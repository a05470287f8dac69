use std::collections::HashMap;

use serde::Serialize;

use super::xml::{self, PACKAGE_RELS};
use crate::errors::DocxError;

/// A single `Relationship` entry from a `.rels` part
#[derive(Serialize, Debug, Clone, PartialEq, Eq)]
pub struct Relationship {
    pub id: String,
    pub rel_type: String,
    /// For internal targets this is the resolved part name (no leading slash)
    pub target: String,
    pub external: bool,
}

/// Relationships of one source part, keyed by id
#[derive(Debug, Clone, Default)]
pub struct Relationships {
    by_id: HashMap<String, Relationship>,
}

impl Relationships {
    /// Parses a `.rels` part; internal targets are resolved against `base_dir`
    pub fn parse(part: &str, text: &str, base_dir: &str) -> Result<Self, DocxError> {
        let doc = xml::parse(part, text)?;
        let mut by_id = HashMap::new();
        for rel in doc
            .root_element()
            .children()
            .filter(|n| xml::is_element(n, PACKAGE_RELS, "Relationship"))
        {
            let (Some(id), Some(target)) = (rel.attribute("Id"), rel.attribute("Target")) else {
                log::warn!("Skipping relationship without Id or Target in {part}");
                continue;
            };
            let external = rel
                .attribute("TargetMode")
                .is_some_and(|mode| mode.eq_ignore_ascii_case("External"));
            let target = match external {
                true => target.to_string(),
                false => resolve_part_name(base_dir, target),
            };
            by_id.insert(
                id.to_string(),
                Relationship {
                    id: id.to_string(),
                    rel_type: rel.attribute("Type").unwrap_or_default().to_string(),
                    target,
                    external,
                },
            );
        }
        Ok(Relationships { by_id })
    }

    pub fn get(&self, id: &str) -> Option<&Relationship> {
        self.by_id.get(id)
    }

    pub fn len(&self) -> usize {
        self.by_id.len()
    }

    pub fn is_empty(&self) -> bool {
        self.by_id.is_empty()
    }
}

/// Resolves a relationship target relative to the source part's directory, returning a part
/// name without the leading slash
pub fn resolve_part_name(base_dir: &str, target: &str) -> String {
    let joined = match target.strip_prefix('/') {
        Some(absolute) => absolute.to_string(),
        None if base_dir.is_empty() => target.to_string(),
        None => format!("{}/{}", base_dir.trim_end_matches('/'), target),
    };
    let mut segments: Vec<&str> = vec![];
    for segment in joined.split('/') {
        match segment {
            "" | "." => {}
            ".." => {
                segments.pop();
            }
            _ => segments.push(segment),
        }
    }
    segments.join("/")
}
####
Supply the entire listing above again, word for word.

_Task solution_:
repository a05470287f8dac69
use std::collections::HashMap;

use serde::Serialize;

use super::xml::{self, PACKAGE_RELS};
use crate::errors::DocxError;

/// A single `Relationship` entry from a `.rels` part
#[derive(Serialize, Debug, Clone, PartialEq, Eq)]
pub struct Relationship {
    pub id: String,
    pub rel_type: String,
    /// For internal targets this is the resolved part name (no leading slash)
    pub target: String,
    pub external: bool,
}

/// Relationships of one source part, keyed by id
#[derive(Debug, Clone, Default)]
pub struct Relationships {
    by_id: HashMap<String, Relationship>,
}

impl Relationships {
    /// Parses a `.rels` part; internal targets are resolved against `base_dir`
    pub fn parse(part: &str, text: &str, base_dir: &str) -> Result<Self, DocxError> {
        let doc = xml::parse(part, text)?;
        let mut by_id = HashMap::new();
        for rel in doc
            .root_element()
            .children()
            .filter(|n| xml::is_element(n, PACKAGE_RELS, "Relationship"))
        {
            let (Some(id), Some(target)) = (rel.attribute("Id"), rel.attribute("Target")) else {
                log::warn!("Skipping relationship without Id or Target in {part}");
                continue;
            };
            let external = rel
                .attribute("TargetMode")
                .is_some_and(|mode| mode.eq_ignore_ascii_case("External"));
            let target = match external {
                true => target.to_string(),
                false => resolve_part_name(base_dir, target),
            };
            by_id.insert(
                id.to_string(),
                Relationship {
                    id: id.to_string(),
                    rel_type: rel.attribute("Type").unwrap_or_default().to_string(),
                    target,
                    external,
                },
            );
        }
        Ok(Relationships { by_id })
    }

    pub fn get(&self, id: &str) -> Option<&Relationship> {
        self.by_id.get(id)
    }

    pub fn len(&self) -> usize {
        self.by_id.len()
    }

    pub fn is_empty(&self) -> bool {
        self.by_id.is_empty()
    }
}

/// Resolves a relationship target relative to the source part's directory, returning a part
/// name without the leading slash
pub fn resolve_part_name(base_dir: &str, target: &str) -> String {
    let joined = match target.strip_prefix('/') {
        Some(absolute) => absolute.to_string(),
        None if base_dir.is_empty() => target.to_string(),
        None => format!("{}/{}", base_dir.trim_end_matches('/'), target),
    };
    let mut segments: Vec<&str> = vec![];
    for segment in joined.split('/') {
        match segment {
            "" | "." => {}
            ".." => {
                segments.pop();
            }
            _ => segments.push(segment),
        }
    }
    segments.join("/")
}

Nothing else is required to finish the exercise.